Assignment - Tell how many lines in the records contain the word "while"; the number alone is the answer.

BEGIN

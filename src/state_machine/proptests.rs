//! Property-based tests for the state machine
//!
//! These tests verify key invariants hold across arbitrary input sequences.

use super::keyboard::{
    BTN_ADD, BTN_ADVANCE, BTN_BACK, BTN_CANCEL, BTN_CHART_STATS, BTN_MOTIVATION, BTN_NEXT_TIP,
    BTN_SIMPLE_STATS, BTN_STATS, BTN_TEST_MODE, BTN_TRAINING,
};
use super::*;
use crate::store::{Day, ExerciseKind, ExerciseRecord, MediaRef, WeekPlan};
use proptest::prelude::*;

// ============================================================================
// Test Helpers
// ============================================================================

fn test_week() -> WeekPlan {
    let mut week = WeekPlan::new();
    for name in ["Squat", "Bench", "Row"] {
        week.day_mut(Day::Monday)
            .push(ExerciseRecord::new(name, ExerciseKind::Strength, None));
    }
    week.day_mut(Day::Wednesday).push(ExerciseRecord::new(
        "Bike",
        ExerciseKind::Cardio,
        Some(MediaRef::video("vid")),
    ));
    week
}

/// One step of a simulated chat
#[derive(Debug, Clone)]
enum Step {
    Send(Event),
    /// Deliver the most recently scheduled rest timer
    FireLastRest,
}

// ============================================================================
// Arbitrary Generators
// ============================================================================

fn arb_text() -> impl Strategy<Value = String> {
    prop_oneof![
        prop::sample::select(vec![
            BTN_TRAINING,
            BTN_ADD,
            BTN_STATS,
            BTN_TEST_MODE,
            BTN_MOTIVATION,
            BTN_ADVANCE,
            BTN_BACK,
            BTN_CANCEL,
            BTN_SIMPLE_STATS,
            BTN_CHART_STATS,
            BTN_NEXT_TIP,
            "📅 Monday",
            "📅 Tuesday",
            "📅 Wednesday",
            "Squat",
            "yes",
            "no",
            "none",
            "8 x 60",
            "/exit_test",
            "/start",
        ])
        .prop_map(str::to_string),
        "[a-z ]{1,12}",
    ]
}

fn arb_event() -> impl Strategy<Value = Event> {
    prop_oneof![
        6 => arb_text().prop_map(Event::text),
        1 => "[a-z]{4}".prop_map(|id| Event::Media { media: MediaRef::photo(id) }),
        1 => (0u64..4, 0usize..4).prop_map(|(run, cursor)| Event::RestElapsed { run, cursor }),
    ]
}

fn arb_step() -> impl Strategy<Value = Step> {
    prop_oneof![
        4 => arb_event().prop_map(Step::Send),
        1 => Just(Step::FireLastRest),
    ]
}

// ============================================================================
// Invariant Checkers
// ============================================================================

fn training_is_consistent(session: &Session) -> bool {
    match session.mode {
        Mode::Training { run, .. } => {
            !session.snapshot.is_empty()
                && session.cursor < session.snapshot.len()
                && run == session.runs
        }
        _ => session.snapshot.is_empty() && session.cursor == 0,
    }
}

fn is_live_timer(session: &Session, run: u64, cursor: usize) -> bool {
    matches!(
        session.mode,
        Mode::Training { run: r, resting: true, .. } if r == run && session.cursor == cursor
    )
}

proptest! {
    #![proptest_config(ProptestConfig::with_cases(500))]

    // Training always points at an exercise of a non-empty snapshot
    #[test]
    fn prop_training_cursor_in_bounds(steps in proptest::collection::vec(arb_step(), 0..40)) {
        let week = test_week();
        let mut session = Session::default();
        let mut last_rest = None;

        for step in steps {
            let event = match step {
                Step::Send(event) => event,
                Step::FireLastRest => match last_rest {
                    Some((run, cursor)) => Event::RestElapsed { run, cursor },
                    None => continue,
                },
            };
            let result = transition(&session, &week, event);
            for effect in &result.effects {
                if let Effect::ScheduleRest { run, cursor } = effect {
                    last_rest = Some((*run, *cursor));
                }
            }
            session = result.new_state;
            prop_assert!(training_is_consistent(&session), "bad session: {:?}", session);
        }
    }

    // A transition never starts a second timer while one is pending
    #[test]
    fn prop_at_most_one_pending_rest(steps in proptest::collection::vec(arb_step(), 0..40)) {
        let week = test_week();
        let mut session = Session::default();
        let mut last_rest = None;

        for step in steps {
            let event = match step {
                Step::Send(event) => event,
                Step::FireLastRest => match last_rest {
                    Some((run, cursor)) => Event::RestElapsed { run, cursor },
                    None => continue,
                },
            };
            let was_resting = matches!(session.mode, Mode::Training { resting: true, .. });
            let result = transition(&session, &week, event);

            let scheduled: Vec<_> = result
                .effects
                .iter()
                .filter_map(|e| match e {
                    Effect::ScheduleRest { run, cursor } => Some((*run, *cursor)),
                    _ => None,
                })
                .collect();
            prop_assert!(scheduled.len() <= 1);
            if let Some(&(run, cursor)) = scheduled.first() {
                prop_assert!(!was_resting, "second timer scheduled while resting");
                prop_assert!(is_live_timer(&result.new_state, run, cursor));
                last_rest = Some((run, cursor));
            }
            session = result.new_state;
        }
    }

    // A rest signal that does not match the live timer changes nothing
    #[test]
    fn prop_stale_rest_is_noop(
        steps in proptest::collection::vec(arb_step(), 0..30),
        run in 0u64..4,
        cursor in 0usize..4,
    ) {
        let week = test_week();
        let mut session = Session::default();
        for step in steps {
            if let Step::Send(event) = step {
                session = transition(&session, &week, event).new_state;
            }
        }

        prop_assume!(!is_live_timer(&session, run, cursor));
        let result = transition(&session, &week, Event::RestElapsed { run, cursor });
        prop_assert_eq!(result.new_state, session);
        prop_assert!(result.effects.is_empty());
    }

    // Test mode never reaches the durable store
    #[test]
    fn prop_ephemeral_never_touches_store(events in proptest::collection::vec(arb_event(), 0..40)) {
        let week = test_week();
        let mut session = Session::default();
        for event in events {
            let result = transition(&session, &week, event);
            if session.ephemeral {
                prop_assert!(
                    !result.effects.iter().any(Effect::touches_store),
                    "store effect in test mode: {:?}",
                    result.effects
                );
            }
            session = result.new_state;
        }
    }

    // Same inputs, same outputs
    #[test]
    fn prop_transition_is_deterministic(
        events in proptest::collection::vec(arb_event(), 0..20),
        last in arb_event(),
    ) {
        let week = test_week();
        let mut session = Session::default();
        for event in events {
            session = transition(&session, &week, event).new_state;
        }

        let a = transition(&session, &week, last.clone());
        let b = transition(&session, &week, last);
        prop_assert_eq!(a.new_state, b.new_state);
        prop_assert_eq!(a.effects, b.effects);
    }

    // /exit_test lands in Main with test mode off from anywhere
    #[test]
    fn prop_exit_test_always_resets(events in proptest::collection::vec(arb_event(), 0..30)) {
        let week = test_week();
        let mut session = Session::default();
        for event in events {
            session = transition(&session, &week, event).new_state;
        }

        let result = transition(&session, &week, Event::text("/exit_test"));
        prop_assert_eq!(result.new_state.mode, Mode::Main);
        prop_assert!(!result.new_state.ephemeral);
        prop_assert!(result.new_state.scratch.ephemeral_days.is_empty());
        prop_assert!(!result.effects.iter().any(Effect::touches_store));
    }
}
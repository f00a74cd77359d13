//! HTTP request handlers

use super::AppState;
use crate::runtime::{ChartRenderer, Transport};
use crate::telegram::{self, types::Update};
use axum::{
    extract::{Path, State},
    http::StatusCode,
    response::{IntoResponse, Response},
    routing::{get, post},
    Json, Router,
};
use serde_json::Value;

/// Create the HTTP router
pub fn create_router<T, C>(state: AppState<T, C>) -> Router
where
    T: Transport + 'static,
    C: ChartRenderer + 'static,
{
    Router::new()
        // Liveness (GET and HEAD)
        .route("/", get(liveness))
        .route("/webhook/:token", post(receive_update::<T, C>))
        .with_state(state)
}

async fn liveness() -> &'static str {
    tracing::debug!(at = %chrono::Utc::now().to_rfc3339(), "Liveness ping");
    "Bot is running"
}

// ============================================================
// Webhook
// ============================================================

async fn receive_update<T, C>(
    State(state): State<AppState<T, C>>,
    Path(token): Path<String>,
    Json(body): Json<Value>,
) -> Result<&'static str, AppError>
where
    T: Transport + 'static,
    C: ChartRenderer + 'static,
{
    if token != *state.webhook_token {
        tracing::warn!("Webhook called with wrong token");
        return Err(AppError::NotFound);
    }

    // Malformed updates are acknowledged so the platform does not redeliver them
    let update: Update = match serde_json::from_value(body) {
        Ok(update) => update,
        Err(e) => {
            tracing::warn!(error = %e, "Ignoring malformed update");
            return Ok("OK");
        }
    };

    if let Some(message) = telegram::parse_update(update) {
        state
            .registry
            .dispatch(message)
            .await
            .map_err(AppError::Internal)?;
    }
    Ok("OK")
}

// ============================================================
// Error Handling
// ============================================================

enum AppError {
    NotFound,
    Internal(String),
}

impl IntoResponse for AppError {
    fn into_response(self) -> Response {
        match self {
            AppError::NotFound => (StatusCode::NOT_FOUND, "Not found").into_response(),
            AppError::Internal(msg) => {
                tracing::error!(error = %msg, "Failed to dispatch update");
                (StatusCode::INTERNAL_SERVER_ERROR, "Internal error").into_response()
            }
        }
    }
}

END

Worked solution - 2